Vía Defence Blog
Según un comunicado oficial del Comando Sur de Estados Unidos, aviones F-35B Lightning II del Cuerpo de Marines de Estados Unidos están realizando operaciones de vuelo rutinarias en el área de responsabilidad del Comando Sur de Estados Unidos.
El comando declaró que las fuerzas militares estadounidenses están desplegadas en el Caribe en apoyo de la misión del SOUTHCOM, las operaciones dirigidas por el Departamento de Guerra y las prioridades del Presidente para desarticular el tráfico ilícito de drogas y proteger la patria.
En un comunicado, el Comando Sur de Estados Unidos afirmó que estos despliegues forman parte de los esfuerzos continuos para mantener la presencia y la preparación en la región. Las aeronaves operan desde bases en el Caribe, apoyando actividades coordinadas por las Fuerzas de Marines del Sur y la 22.ª Unidad Expedicionaria de Marines. El comando describió estas operaciones como vuelos de rutina realizados en la región para apoyar los objetivos de la misión.
El F-35B Lightning II, operado por el Cuerpo de Marines de los Estados Unidos, es la variante de despegue corto y aterrizaje vertical del programa Joint Strike Fighter.
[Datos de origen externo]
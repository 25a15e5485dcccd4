//! Use-case services.
//!
//! # Responsibility
//! - Load aggregates through repository contracts, mutate them through the
//!   entity layer, and persist the results.
//! - Keep callers (HTTP handlers, jobs) free of storage details.
//!
//! # Invariants
//! - Services never write a field the entity layer has not validated.
//! - Every aggregate touched by an operation is saved with the version it
//!   was loaded at.

use crate::model::club::ClubId;
use crate::model::error::DomainError;
use crate::model::event::EventId;
use crate::model::review::ReviewId;
use crate::model::user::UserId;
use crate::repo::RepoError;
use thiserror::Error;

pub mod club_service;
pub mod user_service;

pub type ServiceResult<T> = Result<T, ServiceError>;

/// Use-case failures.
#[derive(Debug, Error)]
pub enum ServiceError {
    #[error(transparent)]
    Domain(#[from] DomainError),
    #[error(transparent)]
    Repo(#[from] RepoError),
    #[error("club not found: {0}")]
    ClubNotFound(ClubId),
    #[error("user not found: {0}")]
    UserNotFound(UserId),
    #[error("review not found: {0}")]
    ReviewNotFound(ReviewId),
    #[error("event not found: {0}")]
    EventNotFound(EventId),
}
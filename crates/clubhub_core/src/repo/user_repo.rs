//! User repository contract and SQLite implementation.
//!
//! # Invariants
//! - Emails are unique across stored users.
//! - Users are never hard-deleted.

use crate::model::error::{DomainResult, EntityKind};
use crate::model::user::{User, UserDocument, UserId};
use crate::repo::{
    decode_document, encode_document, parse_version, to_sql_version, RepoError, RepoResult,
    Versioned,
};
use rusqlite::{params, Connection, OptionalExtension, Row};

const USER_SELECT_SQL: &str = "SELECT id, document, version FROM users";

/// Profile settings to overwrite; `None` leaves a field as stored.
#[derive(Debug, Clone, Default, PartialEq, Eq)]
pub struct UserSettingsPatch {
    pub name: Option<String>,
    pub year: Option<String>,
    pub major: Option<String>,
}

impl UserSettingsPatch {
    pub fn is_empty(&self) -> bool {
        self.name.is_none() && self.year.is_none() && self.major.is_none()
    }

    pub fn apply(&self, user: &mut User) -> DomainResult<()> {
        if let Some(name) = &self.name {
            user.set_name(name.clone())?;
        }
        if let Some(year) = &self.year {
            user.set_year(year.clone());
        }
        if let Some(major) = &self.major {
            user.set_major(major.clone());
        }
        Ok(())
    }
}

/// Persistence contract for user aggregates.
pub trait UserRepository {
    fn insert_user(&self, user: &User) -> RepoResult<u64>;
    fn get_user(&self, id: UserId) -> RepoResult<Option<Versioned<User>>>;
    fn find_user_by_email(&self, email: &str) -> RepoResult<Option<Versioned<User>>>;
    /// Replaces the stored user if it is still at `expected_version`.
    fn save_user(&self, user: &User, expected_version: u64) -> RepoResult<u64>;
    fn update_user_settings(
        &self,
        id: UserId,
        patch: &UserSettingsPatch,
    ) -> RepoResult<Versioned<User>>;
}

/// SQLite-backed user repository.
pub struct SqliteUserRepository<'conn> {
    conn: &'conn Connection,
}

impl<'conn> SqliteUserRepository<'conn> {
    pub fn new(conn: &'conn Connection) -> Self {
        Self { conn }
    }

    fn find_one(&self, column: &str, value: String) -> RepoResult<Option<Versioned<User>>> {
        self.conn
            .query_row(
                &format!("{USER_SELECT_SQL} WHERE {column} = ?1;"),
                [value],
                read_raw_row,
            )
            .optional()?
            .map(parse_user_row)
            .transpose()
    }

    fn email_owner(&self, email: &str) -> RepoResult<Option<String>> {
        let owner = self
            .conn
            .query_row(
                "SELECT id FROM users WHERE email = ?1;",
                [email],
                |row| row.get::<_, String>(0),
            )
            .optional()?;
        Ok(owner)
    }
}

impl UserRepository for SqliteUserRepository<'_> {
    fn insert_user(&self, user: &User) -> RepoResult<u64> {
        if self.get_user(user.id())?.is_some() {
            return Err(RepoError::AlreadyExists {
                kind: EntityKind::User,
                id: user.id(),
            });
        }
        if self.email_owner(user.email())?.is_some() {
            return Err(RepoError::EmailTaken(user.email().to_string()));
        }

        self.conn.execute(
            "INSERT INTO users (id, email, document, version) VALUES (?1, ?2, ?3, 1);",
            params![user.id().to_string(), user.email(), encode_document(user)?],
        )?;
        Ok(1)
    }

    fn get_user(&self, id: UserId) -> RepoResult<Option<Versioned<User>>> {
        self.find_one("id", id.to_string())
    }

    fn find_user_by_email(&self, email: &str) -> RepoResult<Option<Versioned<User>>> {
        self.find_one("email", email.to_string())
    }

    fn save_user(&self, user: &User, expected_version: u64) -> RepoResult<u64> {
        if let Some(owner) = self.email_owner(user.email())? {
            if owner != user.id().to_string() {
                return Err(RepoError::EmailTaken(user.email().to_string()));
            }
        }

        let changed = self.conn.execute(
            "UPDATE users
             SET
                email = ?1,
                document = ?2,
                version = version + 1,
                updated_at = (strftime('%s', 'now') * 1000)
             WHERE id = ?3 AND version = ?4;",
            params![
                user.email(),
                encode_document(user)?,
                user.id().to_string(),
                to_sql_version(expected_version)?,
            ],
        )?;

        if changed == 0 {
            if self.get_user(user.id())?.is_some() {
                return Err(RepoError::Conflict {
                    kind: EntityKind::User,
                    id: user.id(),
                    expected: expected_version,
                });
            }
            return Err(RepoError::NotFound {
                kind: EntityKind::User,
                id: user.id(),
            });
        }
        Ok(expected_version + 1)
    }

    fn update_user_settings(
        &self,
        id: UserId,
        patch: &UserSettingsPatch,
    ) -> RepoResult<Versioned<User>> {
        let mut stored = self.get_user(id)?.ok_or(RepoError::NotFound {
            kind: EntityKind::User,
            id,
        })?;
        if patch.is_empty() {
            return Ok(stored);
        }

        patch.apply(&mut stored.entity)?;
        stored.version = self.save_user(&stored.entity, stored.version)?;
        Ok(stored)
    }
}

struct RawUserRow {
    id: String,
    document: String,
    version: i64,
}

fn read_raw_row(row: &Row<'_>) -> rusqlite::Result<RawUserRow> {
    Ok(RawUserRow {
        id: row.get("id")?,
        document: row.get("document")?,
        version: row.get("version")?,
    })
}

fn parse_user_row(raw: RawUserRow) -> RepoResult<Versioned<User>> {
    let user: User = decode_document::<UserDocument, User>(&raw.document)?;
    if user.id().to_string() != raw.id {
        return Err(RepoError::InvalidData(format!(
            "users.id `{}` does not match document id `{}`",
            raw.id,
            user.id()
        )));
    }
    Ok(Versioned {
        entity: user,
        version: parse_version(raw.version)?,
    })
}
//! User account service.

use crate::model::user::{NewUser, User, UserId};
use crate::repo::user_repo::{UserRepository, UserSettingsPatch};
use crate::repo::RepoError;
use crate::service::{ServiceError, ServiceResult};
use log::{info, warn};

/// Account flows over an injected user repository.
pub struct UserService<R: UserRepository> {
    repo: R,
}

impl<R: UserRepository> UserService<R> {
    pub fn new(repo: R) -> Self {
        Self { repo }
    }

    /// Returns the account registered under `params.email`, creating it on
    /// first sign-in.
    pub fn sign_in(&self, params: NewUser) -> ServiceResult<User> {
        if let Some(existing) = self.repo.find_user_by_email(&params.email)? {
            info!(
                "event=user_sign_in module=service status=ok user_id={} created=false",
                existing.entity.id()
            );
            return Ok(existing.into_inner());
        }

        let user = User::new(params)?;
        if let Err(err) = self.repo.insert_user(&user) {
            warn!(
                "event=user_sign_in module=service status=error user_id={} error={}",
                user.id(),
                err
            );
            return Err(err.into());
        }
        info!(
            "event=user_sign_in module=service status=ok user_id={} created=true",
            user.id()
        );
        Ok(user)
    }

    pub fn get_user(&self, id: UserId) -> ServiceResult<User> {
        self.repo
            .get_user(id)?
            .map(|stored| stored.into_inner())
            .ok_or(ServiceError::UserNotFound(id))
    }

    /// Overwrites the supplied profile settings.
    pub fn update_settings(&self, id: UserId, patch: &UserSettingsPatch) -> ServiceResult<User> {
        let result = match self.repo.update_user_settings(id, patch) {
            Ok(updated) => Ok(updated.into_inner()),
            Err(RepoError::NotFound { .. }) => Err(ServiceError::UserNotFound(id)),
            Err(err) => Err(err.into()),
        };
        match &result {
            Ok(_) => info!(
                "event=user_update_settings module=service status=ok user_id={}",
                id
            ),
            Err(err) => warn!(
                "event=user_update_settings module=service status=error user_id={} error={}",
                id, err
            ),
        }
        result
    }
}
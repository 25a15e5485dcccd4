//! Persistence contracts and the SQLite document store.
//!
//! # Responsibility
//! - Define the load-by-id / load-by-filter / save / partial-update
//!   contracts the service layer depends on.
//! - Store each aggregate as one JSON document, the same mapping the
//!   entities serialize to.
//!
//! # Invariants
//! - Every read re-validates the document through the entity constructors.
//! - Saves are conditional on the version the caller loaded; a stale save
//!   fails with [`RepoError::Conflict`] instead of overwriting.
//! - Writes issued inside [`UnitOfWork::atomically`] commit or roll back
//!   together.

use crate::db::DbError;
use crate::model::error::{DocumentError, DomainError, EntityKind};
use rusqlite::{Connection, Transaction};
use serde::de::DeserializeOwned;
use serde::Serialize;
use thiserror::Error;
use uuid::Uuid;

pub mod club_repo;
pub mod user_repo;

pub type RepoResult<T> = Result<T, RepoError>;

/// Persistence failures.
#[derive(Debug, Error)]
pub enum RepoError {
    #[error(transparent)]
    Db(#[from] DbError),
    #[error(transparent)]
    Document(#[from] DocumentError),
    #[error(transparent)]
    Validation(#[from] DomainError),
    #[error("{kind} not found: {id}")]
    NotFound { kind: EntityKind, id: Uuid },
    #[error("{kind} already exists: {id}")]
    AlreadyExists { kind: EntityKind, id: Uuid },
    #[error("email already registered: {0}")]
    EmailTaken(String),
    #[error("{kind} {id} changed since version {expected} was loaded")]
    Conflict {
        kind: EntityKind,
        id: Uuid,
        expected: u64,
    },
    #[error("invalid persisted data: {0}")]
    InvalidData(String),
}

impl From<rusqlite::Error> for RepoError {
    fn from(value: rusqlite::Error) -> Self {
        Self::Db(DbError::Sqlite(value))
    }
}

/// An aggregate together with the store version it was loaded at.
#[derive(Debug, Clone, PartialEq, Eq)]
pub struct Versioned<T> {
    pub entity: T,
    pub version: u64,
}

impl<T> Versioned<T> {
    pub fn into_inner(self) -> T {
        self.entity
    }
}

/// Groups writes to several aggregates into one atomic unit.
pub trait UnitOfWork {
    /// Runs `work` in one transaction; an `Err` rolls every write back.
    fn atomically<T, E>(&self, work: impl FnOnce() -> Result<T, E>) -> Result<T, E>
    where
        E: From<RepoError>;
}

impl UnitOfWork for Connection {
    fn atomically<T, E>(&self, work: impl FnOnce() -> Result<T, E>) -> Result<T, E>
    where
        E: From<RepoError>,
    {
        let tx = begin_write(self)?;
        let value = work()?;
        finish_write(tx)?;
        Ok(value)
    }
}

/// Opens a transaction unless `conn` is already inside one.
pub(crate) fn begin_write(conn: &Connection) -> RepoResult<Option<Transaction<'_>>> {
    if conn.is_autocommit() {
        Ok(Some(conn.unchecked_transaction()?))
    } else {
        Ok(None)
    }
}

pub(crate) fn finish_write(tx: Option<Transaction<'_>>) -> RepoResult<()> {
    if let Some(tx) = tx {
        tx.commit()?;
    }
    Ok(())
}

pub(crate) fn encode_document<T: Serialize>(entity: &T) -> RepoResult<String> {
    serde_json::to_string(entity).map_err(|err| DocumentError::Malformed(err).into())
}

/// Parses a stored document and rebuilds the entity, re-running validation.
pub(crate) fn decode_document<D, T>(text: &str) -> RepoResult<T>
where
    D: DeserializeOwned,
    T: TryFrom<D, Error = DomainError>,
{
    let document: D = serde_json::from_str(text).map_err(DocumentError::Malformed)?;
    let entity = T::try_from(document).map_err(DocumentError::Invalid)?;
    Ok(entity)
}

pub(crate) fn parse_version(raw: i64) -> RepoResult<u64> {
    u64::try_from(raw).map_err(|_| RepoError::InvalidData(format!("negative version `{raw}`")))
}

pub(crate) fn to_sql_version(version: u64) -> RepoResult<i64> {
    i64::try_from(version)
        .map_err(|_| RepoError::InvalidData(format!("version `{version}` out of range")))
}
Esta aeronave está diseñada para operar desde buques de asalto anfibio, pistas de aterrizaje avanzadas y aeródromos remotos, lo que le permite apoyar operaciones en ubicaciones dispersas. Su capacidad para despegar desde pistas cortas y aterrizar verticalmente le otorga flexibilidad en entornos con escasez de bases aéreas establecidas.
El Comando Sur de Estados Unidos explicó que las operaciones rutinarias están vinculadas a objetivos regionales más amplios, como impedir que las redes de narcotráfico utilicen rutas marítimas y aéreas en el Caribe. El comando afirmó que Estados Unidos realiza estos despliegues para apoyar los esfuerzos destinados a combatir a las organizaciones criminales y mantener alianzas de seguridad con los gobiernos de toda la región.
El comando destacó que las fuerzas desplegadas en apoyo de las misiones del Comando Sur (SOUTHCOM) operan bajo las órdenes del Departamento de Guerra para asegurar los accesos a Estados Unidos y reforzar la cooperación con las naciones aliadas. La presencia de aeronaves y unidades estadounidenses en la región se ajusta a las prioridades generales de defensa nacional y a las iniciativas de seguridad marítima.
Aunque el mando describió los vuelos como rutinarios, estas operaciones representan esfuerzos continuos para mantener el conocimiento y el control del espacio aéreo y marítimo utilizado por las redes de narcotráfico. La capacidad del F-35B para integrar información de inteligencia, vigilancia y reconocimiento con otras fuerzas permite a los pilotos y comandantes en tierra rastrear, evaluar y responder a la actividad aérea o marítima durante las misiones.